Le 17, de grand matin, la journée commença par deux meurtres deux hommes furent trouvés au Champ-de-Mars sous l'autel de la patrie; ils furent saisis, et quelque temps après pendus. La manière dont on les découvrit, ignorée de Brissot, et même de Prudhomme, a fait dire à l'un, « qu'une femme qui vendait des comestibles aperçut la pointe d'un villebrequin sortir de dessous les marches de l'autel, et qu'elle en avertit la sentinelle; à l'autre : une femme sent l'instrument sous son pied, fait un cri; on accourt, etc.

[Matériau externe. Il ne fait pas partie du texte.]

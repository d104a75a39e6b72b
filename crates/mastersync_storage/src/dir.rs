//! Store directory management.
//!
//! ```text
//! <store>/
//! ├─ LOCK              # Advisory lock for single-writer
//! ├─ schema.json       # Identity schemas and process specs
//! └─ tables/
//!    ├─ Machine.json   # One table file per category
//!    └─ ...
//! ```

use crate::error::{StorageError, StorageResult};
use fs2::FileExt;
use std::fs::{self, File, OpenOptions};
use std::io::{ErrorKind, Write};
use std::path::{Path, PathBuf};

const LOCK_FILE: &str = "LOCK";
const TABLES_DIR: &str = "tables";
const TABLE_EXTENSION: &str = "json";

/// An open store directory holding the exclusive LOCK.
///
/// Only one `StoreDir` can exist per directory at a time, across processes.
/// The lock is released when the value is dropped.
#[derive(Debug)]
pub struct StoreDir {
    path: PathBuf,
    _lock_file: File,
}

impl StoreDir {
    /// Opens or creates a store directory.
    ///
    /// # Errors
    ///
    /// - [`StorageError::Locked`] if another process holds the directory
    /// - [`StorageError::Io`] on file system errors, including a missing
    ///   directory when `create_if_missing` is false
    pub fn open(path: &Path, create_if_missing: bool) -> StorageResult<Self> {
        if !path.exists() {
            if create_if_missing {
                fs::create_dir_all(path)?;
            } else {
                return Err(StorageError::Io(std::io::Error::new(
                    ErrorKind::NotFound,
                    format!("store directory does not exist: {}", path.display()),
                )));
            }
        }
        fs::create_dir_all(path.join(TABLES_DIR))?;

        let lock_file = OpenOptions::new()
            .read(true)
            .write(true)
            .create(true)
            .truncate(false)
            .open(path.join(LOCK_FILE))?;

        if lock_file.try_lock_exclusive().is_err() {
            return Err(StorageError::Locked {
                path: path.to_path_buf(),
            });
        }

        tracing::debug!(path = %path.display(), "store directory opened");
        Ok(Self {
            path: path.to_path_buf(),
            _lock_file: lock_file,
        })
    }

    /// Returns the directory path.
    #[must_use]
    pub fn path(&self) -> &Path {
        &self.path
    }

    /// Returns the file path of a category table.
    ///
    /// # Errors
    ///
    /// Rejects names that are empty or could escape the tables directory.
    pub fn table_path(&self, table: &str) -> StorageResult<PathBuf> {
        let valid = !table.is_empty()
            && table
                .chars()
                .all(|c| c.is_ascii_alphanumeric() || c == '_' || c == '-');
        if !valid {
            return Err(StorageError::constraint(format!(
                "invalid table name: '{table}'"
            )));
        }
        Ok(self
            .path
            .join(TABLES_DIR)
            .join(format!("{table}.{TABLE_EXTENSION}")))
    }

    /// Lists the tables that have a file on disk, sorted by name.
    pub fn table_names(&self) -> StorageResult<Vec<String>> {
        let mut names = Vec::new();
        for entry in fs::read_dir(self.path.join(TABLES_DIR))? {
            let path = entry?.path();
            if path.extension().and_then(|e| e.to_str()) != Some(TABLE_EXTENSION) {
                continue;
            }
            if let Some(stem) = path.file_stem().and_then(|s| s.to_str()) {
                names.push(stem.to_string());
            }
        }
        names.sort();
        Ok(names)
    }

    /// Reads a file, returning `None` if it does not exist.
    pub fn read(&self, path: &Path) -> StorageResult<Option<Vec<u8>>> {
        match fs::read(path) {
            Ok(data) => Ok(Some(data)),
            Err(e) if e.kind() == ErrorKind::NotFound => Ok(None),
            Err(e) => Err(e.into()),
        }
    }

    /// Replaces a file atomically.
    ///
    /// Writes a sibling temporary file, syncs it, renames it over the
    /// target and syncs the parent directory.
    pub fn write_atomic(&self, path: &Path, data: &[u8]) -> StorageResult<()> {
        let temp_path = path.with_extension("tmp");

        let mut file = File::create(&temp_path)?;
        file.write_all(data)?;
        file.sync_all()?;
        drop(file);

        fs::rename(&temp_path, path)?;

        if let Some(parent) = path.parent() {
            sync_directory(parent)?;
        }
        Ok(())
    }
}

#[cfg(unix)]
fn sync_directory(dir: &Path) -> StorageResult<()> {
    File::open(dir)?.sync_all()?;
    Ok(())
}

#[cfg(not(unix))]
fn sync_directory(_dir: &Path) -> StorageResult<()> {
    // NTFS journals metadata; directories cannot be fsynced.
    Ok(())
}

Prudhomme arrive à cette fausse donnée par une interprétation affirmative qui en découlait certainement. Malgré, dit-il, que les patriotes ne se fussent assignés que pour midi au plus tôt, huit heures n'étaient pas sonnées que déjà l'autel de la patrie était couvert d'une foule d'inconnus. Or, à l'heure où ces hommes furent découverts, il n'y avait personne au Champ-de-Mars, sauf celui qui les découvrit. Voici le fait exposé par Santerre aux Jacobins dans la séance du 18.

Santerre. Messieurs, les événemens se sont succédé hier avec une telle rapidité, qu'il m'a été impossible de vous présenter le jeune homme ici près de moi, qui a découvert les hom

mes cachés au Champ-de-Mars sous l'autel de la patrie, et qui ont péri le matin. Ce jeune homme, plein d'intelligence et de courage, n'a pas également le talent de la parole. Je vais à sa place vous faire le récit des faits auxquels il a eu part, et dont il m'a instruit sur-le-champ hier, étant son voisin.

› Ce jeune homme, très-intelligent, comme je viens de vous le dire, obtient de son père la permission d'aller de grand matin au Champ-de-Mars pour copier les inscriptions qui l'ont frappé autour de l'autel de la patrie. Arrivé sur l'autel, il s'occupe de son objet; un instant après, il entend sous ses pieds un bruit semblable à celui d'ouvriers; it prête l'oreille avec plus d'attention, et il entend distinctement celui que fait une vrille dont il ne tarde pas à découvrir la mèche à l'endroit où il avait entendu le bruit. A cette vue, le jeune homme va au corps-de-garde du Gros-Caillou, instruire de ce qu'il vient d'entendre. Ce corpsde-garde, composé de huit hommes, ne se trouve pas assez fort pour se dégarnir, et envoie l'enfant à l'hôtel-de-ville, à la réserve. Sans perdre de temps, il y court, fait sa déclaration, et revient au Champ-de-Mars avec cent hommes et des outils pour lever les planches. Arrivé à l'autel de la patrie avec cette escorte, il travaille lui-même à faire l'ouverture nécessaire pour s'introduire dans la cavité où il avait entendu le bruit; il y descend seul avec courage, et y trouve deux hommes dormant ou faisant semblant de dormir, dont l'un ayant une jambe de bois. Il les éveille, et on se saisit d'eux pour les mener à la section. Ces hommes étaient munis de vivres pour plus de vingt-quatre heures. On dit que l'on a trouvé dans cette cavité un baril de poudre; mais le jeune homme ne l'a pas vu. › (Desmoulins seul a suivi la version de Santerre.)

Pendant que ces individus étaient conduits à la section, le groupe qui les accompagnait interprétait diversement les motifs de leur action. C'est ainsi du moins que nous prenons les prétendus aveux que les journaux placent dans la bouche des délinquans eux-mêmes; rien ne prouve qu'ils les aient tenus. On disait: C'était pour voir les jambes des femmes ; ils l'ont avoué.